> _Task to complete_: From top to bottom, restate the entries below word for word.
===
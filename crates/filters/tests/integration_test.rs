//! Integration tests for the filters crate.
//!
//! These tests resolve descriptors against the default registries and run
//! the resulting transformers over realistic content.

use filters::transformers::{BannerTransformer, CssMinTransformer};
use filters::{
    AssetGroup, ConstructionError, FilterConfig, FilterDescriptor, FilterError, FilterResolver,
    QualifiedName, TransformerFactory,
};
use serde_json::json;

const STYLESHEET: &str = "/* layout */\n.hero {\n  background: url(img/hero.png);\n  color: #333;\n}\n";

fn run(descriptors: &[FilterDescriptor], resolver: &FilterResolver, content: &str) -> String {
    let mut current = content.to_string();
    for descriptor in descriptors {
        if let Some(transformer) = descriptor.resolve(resolver).unwrap() {
            current = transformer.transform(current).unwrap();
        }
    }
    current
}

/// Route `tracing` output through the test harness.
fn init_tracing() {
    let _ = tracing_subscriber::fmt()
        .with_env_filter("debug")
        .with_test_writer()
        .try_init();
}

#[test]
fn test_stock_chain_over_stylesheet() {
    init_tracing();
    let resolver = FilterResolver::default();

    let mut uri = FilterDescriptor::new("UriPrefix");
    uri.with_arguments(["/assets"]).only_stylesheets();

    let mut min = FilterDescriptor::new("CssMin");
    min.only_stylesheets();

    let mut banner = FilterDescriptor::new("Banner");
    banner.with_arguments(["/* site */", ""]);

    let out = run(&[uri, min, banner], &resolver, STYLESHEET);

    assert_eq!(
        out,
        "/* site */\n.hero{background:url(/assets/img/hero.png);color:#333}"
    );
}

#[test]
fn test_unknown_filter_is_skipped() {
    let resolver = FilterResolver::default();

    let misspelled = FilterDescriptor::new("CssMinn");
    let min = FilterDescriptor::new("CssMin");

    assert_eq!(misspelled.resolve_type_name(&resolver), None);
    assert_eq!(
        min.resolve_type_name(&resolver),
        Some(QualifiedName::new("builtin", "CssMin"))
    );

    let out = run(&[misspelled, min], &resolver, "a { b: c; }");
    assert_eq!(out, "a{b:c}");
}

#[test]
fn test_custom_registration_does_not_override_builtin() {
    let mut resolver = FilterResolver::default();
    resolver.custom_mut().register(
        "Banner",
        TransformerFactory::without_constructor("Banner", CssMinTransformer::default),
    );

    let mut banner = FilterDescriptor::new("Banner");
    banner.with_arguments(["top", "bottom"]);

    let transformer = banner.resolve(&resolver).unwrap().unwrap();
    assert_eq!(
        transformer.transform("mid".to_string()).unwrap(),
        "top\nmid\nbottom"
    );
}

#[test]
fn test_wrongly_typed_argument() {
    let resolver = FilterResolver::default();

    let mut uri = FilterDescriptor::new("UriPrefix");
    uri.with_arguments([json!({ "prefix": "/assets" })]);

    match uri.resolve(&resolver) {
        Err(FilterError::Construction {
            source: ConstructionError::InvalidArgument { index, .. },
            ..
        }) => assert_eq!(index, 0),
        other => panic!("expected construction error, got {:?}", other.map(|t| t.is_some())),
    }
}

#[test]
fn test_config_driven_descriptor_with_hook() {
    let resolver = FilterResolver::default();

    let config: FilterConfig = serde_json::from_value(json!({
        "name": "Banner",
        "arguments": ["// v2", "// eof"],
        "environments": ["production"],
        "group": "javascripts"
    }))
    .unwrap();

    let mut descriptor = config.into_descriptor();
    descriptor.before_filtering(|transformer| {
        if let Some(banner) = transformer.as_any_mut().downcast_mut::<BannerTransformer>() {
            banner.set_separator("\n\n");
        }
    });

    assert!(descriptor.applies_to("production", AssetGroup::Javascripts));
    assert!(!descriptor.applies_to("production", AssetGroup::Stylesheets));

    let transformer = descriptor.resolve(&resolver).unwrap().unwrap();
    assert_eq!(
        transformer.transform("run();".to_string()).unwrap(),
        "// v2\n\nrun();\n\n// eof"
    );
}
===
> _Finished exercise_:
filename crates/filters/tests/integration_test.rs
//! Integration tests for the filters crate.
//!
//! These tests resolve descriptors against the default registries and run
//! the resulting transformers over realistic content.

use filters::transformers::{BannerTransformer, CssMinTransformer};
use filters::{
    AssetGroup, ConstructionError, FilterConfig, FilterDescriptor, FilterError, FilterResolver,
    QualifiedName, TransformerFactory,
};
use serde_json::json;

const STYLESHEET: &str = "/* layout */\n.hero {\n  background: url(img/hero.png);\n  color: #333;\n}\n";

fn run(descriptors: &[FilterDescriptor], resolver: &FilterResolver, content: &str) -> String {
    let mut current = content.to_string();
    for descriptor in descriptors {
        if let Some(transformer) = descriptor.resolve(resolver).unwrap() {
            current = transformer.transform(current).unwrap();
        }
    }
    current
}

/// Route `tracing` output through the test harness.
fn init_tracing() {
    let _ = tracing_subscriber::fmt()
        .with_env_filter("debug")
        .with_test_writer()
        .try_init();
}

#[test]
fn test_stock_chain_over_stylesheet() {
    init_tracing();
    let resolver = FilterResolver::default();

    let mut uri = FilterDescriptor::new("UriPrefix");
    uri.with_arguments(["/assets"]).only_stylesheets();

    let mut min = FilterDescriptor::new("CssMin");
    min.only_stylesheets();

    let mut banner = FilterDescriptor::new("Banner");
    banner.with_arguments(["/* site */", ""]);

    let out = run(&[uri, min, banner], &resolver, STYLESHEET);

    assert_eq!(
        out,
        "/* site */\n.hero{background:url(/assets/img/hero.png);color:#333}"
    );
}

#[test]
fn test_unknown_filter_is_skipped() {
    let resolver = FilterResolver::default();

    let misspelled = FilterDescriptor::new("CssMinn");
    let min = FilterDescriptor::new("CssMin");

    assert_eq!(misspelled.resolve_type_name(&resolver), None);
    assert_eq!(
        min.resolve_type_name(&resolver),
        Some(QualifiedName::new("builtin", "CssMin"))
    );

    let out = run(&[misspelled, min], &resolver, "a { b: c; }");
    assert_eq!(out, "a{b:c}");
}

#[test]
fn test_custom_registration_does_not_override_builtin() {
    let mut resolver = FilterResolver::default();
    resolver.custom_mut().register(
        "Banner",
        TransformerFactory::without_constructor("Banner", CssMinTransformer::default),
    );

    let mut banner = FilterDescriptor::new("Banner");
    banner.with_arguments(["top", "bottom"]);

    let transformer = banner.resolve(&resolver).unwrap().unwrap();
    assert_eq!(
        transformer.transform("mid".to_string()).unwrap(),
        "top\nmid\nbottom"
    );
}

#[test]
fn test_wrongly_typed_argument() {
    let resolver = FilterResolver::default();

    let mut uri = FilterDescriptor::new("UriPrefix");
    uri.with_arguments([json!({ "prefix": "/assets" })]);

    match uri.resolve(&resolver) {
        Err(FilterError::Construction {
            source: ConstructionError::InvalidArgument { index, .. },
            ..
        }) => assert_eq!(index, 0),
        other => panic!("expected construction error, got {:?}", other.map(|t| t.is_some())),
    }
}

#[test]
fn test_config_driven_descriptor_with_hook() {
    let resolver = FilterResolver::default();

    let config: FilterConfig = serde_json::from_value(json!({
        "name": "Banner",
        "arguments": ["// v2", "// eof"],
        "environments": ["production"],
        "group": "javascripts"
    }))
    .unwrap();

    let mut descriptor = config.into_descriptor();
    descriptor.before_filtering(|transformer| {
        if let Some(banner) = transformer.as_any_mut().downcast_mut::<BannerTransformer>() {
            banner.set_separator("\n\n");
        }
    });

    assert!(descriptor.applies_to("production", AssetGroup::Javascripts));
    assert!(!descriptor.applies_to("production", AssetGroup::Stylesheets));

    let transformer = descriptor.resolve(&resolver).unwrap().unwrap();
    assert_eq!(
        transformer.transform("run();".to_string()).unwrap(),
        "// v2\n\nrun();\n\n// eof"
    );
}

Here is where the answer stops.